A captura política e a defesa da riqueza
Colins detalha como a defesa da riqueza funciona em quatro etapas: geração de riqueza, defesa da riqueza, captura política e hiper-extração. A primeira etapa, de certo modo, é acessível a muitos, mas a transição para Billionaireville exige um jogo político complexo. Especialistas em defesa de riqueza, como contadores e gerentes de patrimônio, empregam táticas como fundos offshore e fundações filantrópicas para proteger suas riquezas.
Apoio político é crucial para consolidar esse poder. A decisão da Suprema Corte em 2010, Citizens United v Federal Election Commission, permitiu que ricos investissem quantias quase ilimitadas em campanhas políticas, alterando dramaticamente o equilíbrio de poder.
Poder e política: a interseção de riqueza e influência
Embora muitos visem os bilionários como o problema, Collins destaca que a verdadeira questão está nas políticas que permitem a acumulação e defesa dessa riqueza. “Não se trata dos bilionários em si, mas do sistema que permite a eles uma influência desproporcional sobre a sociedade”, afirma. Este sistema contribui para que grandes empresas controlem setores essenciais da economia, o que gera ainda mais desigualdade.

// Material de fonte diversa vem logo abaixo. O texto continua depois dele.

use std::fmt;
use std::str::FromStr;

use serde::{Deserialize, Serialize};

/// Remote text-generation backend selectable for a transform.
#[derive(Debug, Clone, Copy, PartialEq, Eq, Hash, Default, Serialize, Deserialize)]
#[serde(rename_all = "lowercase")]
pub enum ProviderId {
    #[default]
    Gemini,
    Groq,
}

impl ProviderId {
    pub const ALL: [ProviderId; 2] = [ProviderId::Gemini, ProviderId::Groq];

    /// Tag used in persisted settings and on the command line.
    pub fn as_str(self) -> &'static str {
        match self {
            Self::Gemini => "gemini",
            Self::Groq => "groq",
        }
    }

    pub fn display_name(self) -> &'static str {
        match self {
            Self::Gemini => "Gemini",
            Self::Groq => "Groq",
        }
    }
}

impl fmt::Display for ProviderId {
    fn fmt(&self, f: &mut fmt::Formatter<'_>) -> fmt::Result {
        f.write_str(self.as_str())
    }
}

#[derive(Debug, Clone, PartialEq, Eq, thiserror::Error)]
#[error("unknown provider '{0}' (expected one of: gemini, groq)")]
pub struct UnknownProvider(pub String);

impl FromStr for ProviderId {
    type Err = UnknownProvider;

    fn from_str(value: &str) -> Result<Self, Self::Err> {
        match value.trim().to_ascii_lowercase().as_str() {
            "gemini" => Ok(Self::Gemini),
            "groq" => Ok(Self::Groq),
            _ => Err(UnknownProvider(value.trim().to_string())),
        }
    }
}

“Você pode tirar o bilionário, mas a estrutura que permitiu sua ascensão continuará a privilegiar aqueles dispostos a seguir essas regras”, conclui. Para Collins, o necessário é uma reforma no sistema económico que ajude a redistribuir riqueza e a oferecer oportunidades para todos, como altas no salário mínimo e o fortalecimento de sindicatos.
Democratas, republicanos e o papel da política na desigualdade
Nos últimos anos, colisões políticas têm bloqueado propostas favoráveis à redistribuição de riqueza. Um exemplo é o “Build Back Better” bill, uma proposta democrática votada em 2021 que pretendia financiar investimentos sociais por meio de aumentos de impostos sobre os mais ricos. A proposta, apesar de apoiada pela maioria, não avançou devido a duas vozes centristas no Senado.
Collins acredita que há espaço para mudanças através de movimentos populares, mas alerta que isso requer um esforço contínuo para se contrabalançar a influência dos ricos. “O que buscamos não é impossível; podemos consertar isso. A mudança é viável”, conclui, encorajando um despertar político para a desigualdade que afeta a vida de milhões diariamente.